Essential insights from Hacker News discussions

Generative AI coding tools and agents do not work for me

Here's a breakdown of the key themes from the Hacker News discussion, supported by direct quotes:

Time Savings and Productivity

The most prominent theme is whether LLMs like Claude Code actually save time and increase productivity. Many users express initial enthusiasm that wanes as they gain experience.
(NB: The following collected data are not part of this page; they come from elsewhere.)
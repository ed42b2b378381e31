//! One request/response/interpret cycle for one organization code.
//!
//! Every failure path ends in an outcome tagged with the code that was
//! looked up; nothing is raised past this boundary.

use tracing::{debug, warn};

use crate::adapter::{EndpointAdapter, SessionToken};
use crate::config::LookupConfig;
use crate::domain::OrganizationCode;
use crate::http_client::{HttpClient, HttpErrorKind};
use crate::outcome::{FailureCause, LookupOutcome, TransportFailureKind};

/// Look up `code` through `adapter`.
///
/// Transport failures and non-2xx statuses become `Failed` (or `Empty` when
/// `raise_on_transport_failure` is off), a blank body is `Empty`, and any
/// other body is handed to [`EndpointAdapter::interpret`].
pub async fn lookup(
    adapter: &dyn EndpointAdapter,
    http: &dyn HttpClient,
    code: &OrganizationCode,
    token: Option<&SessionToken>,
    config: &LookupConfig,
) -> LookupOutcome {
    let endpoint = adapter.id();
    let request = adapter
        .build_request(code, token)
        .with_timeout(config.request_timeout);

    debug!(%endpoint, org_code = %code, method = request.method.as_str(), url = %request.url, "issuing lookup request");

    let response = match tokio::time::timeout(config.request_timeout, http.execute(request)).await
    {
        Ok(Ok(response)) => response,
        Ok(Err(error)) => {
            return transport_failure(
                code,
                transport_kind(error.kind()),
                format!("request on {endpoint} failed: {}", error.message()),
                config,
            );
        }
        Err(_) => {
            return transport_failure(
                code,
                TransportFailureKind::Timeout,
                format!(
                    "request on {endpoint} timed out after {:?}",
                    config.request_timeout
                ),
                config,
            );
        }
    };

    if !response.is_success() {
        return transport_failure(
            code,
            TransportFailureKind::Status(response.status),
            format!("{endpoint} returned status {}", response.status),
            config,
        );
    }

    if response.is_blank() {
        debug!(%endpoint, org_code = %code, "empty response body");
        return LookupOutcome::empty(code.clone());
    }

    match adapter.interpret(&response.body, code) {
        Ok(outcome) if outcome.org_code() == Some(code.as_str()) => outcome,
        Ok(outcome) => parse_failure(
            code,
            format!(
                "{endpoint} adapter answered for {:?} instead of {code}",
                outcome.org_code()
            ),
            config,
        ),
        Err(error) => parse_failure(code, error.message().to_owned(), config),
    }
}

fn transport_kind(kind: HttpErrorKind) -> TransportFailureKind {
    match kind {
        HttpErrorKind::Timeout => TransportFailureKind::Timeout,
        HttpErrorKind::Connect => TransportFailureKind::Connect,
        HttpErrorKind::Other => TransportFailureKind::Other,
    }
}

fn transport_failure(
    code: &OrganizationCode,
    failure: TransportFailureKind,
    message: String,
    config: &LookupConfig,
) -> LookupOutcome {
    if config.raise_on_transport_failure {
        warn!(org_code = %code, %message, "lookup transport failure");
        return LookupOutcome::failed(code.as_str(), FailureCause::Transport { failure, message });
    }

    warn!(org_code = %code, %message, "transport failure absorbed as empty result");
    LookupOutcome::empty(code.clone())
}

fn parse_failure(code: &OrganizationCode, message: String, config: &LookupConfig) -> LookupOutcome {
    if config.raise_on_parse_failure {
        warn!(org_code = %code, %message, "response could not be parsed");
        return LookupOutcome::failed(code.as_str(), FailureCause::ParseFailure { message });
    }

    warn!(org_code = %code, %message, "parse failure absorbed as empty result");
    LookupOutcome::empty(code.clone())
}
  • Overestimated Time Savings: "I’ve found that the main benefit for me so far is the reduction of RSI symptoms, whereas the actual time savings are mostly over exaggerated (even if it feels faster in the moment)." (jumploops)
  • Not Actually Faster: "I do similar and find that this is the best compromise that I have tried. But I still find myself nodding along with OP. I am more and more finding that this is not actually faster, even though it certainly seems so." (adastra22)
  • Simple Tasks Are Great: "If it's a simple task, or you're making something that won't grow into something larger, eyeballing the code and testing it is usually perfect. These types of tasks feel great with Claude Code." (hatefulmoron)
  • Reimplementation Takes Longer: "Let’s just say it’s going a lot slower than the first time I built it by hand :)" (jumploops)

However, some disagree, noting significant time savings in specific scenarios:

  • Time Savings Real: "I always use Claude Code to debug issues, there’s no point in trying to do this yourself when AI can fix it in minutes (easy to verify if you write tests first) o3 with new search can do things in 5 mins that will take me at least 30 mins if I’m very efficient. Say what you want but the time savings is real." (sagarpatil)

The Importance of Guidance and Scaffolding

A recurring theme is the necessity of providing significant guidance and structure to LLMs to achieve desired outcomes. This includes using specifications, acceptance criteria, and architectural oversight.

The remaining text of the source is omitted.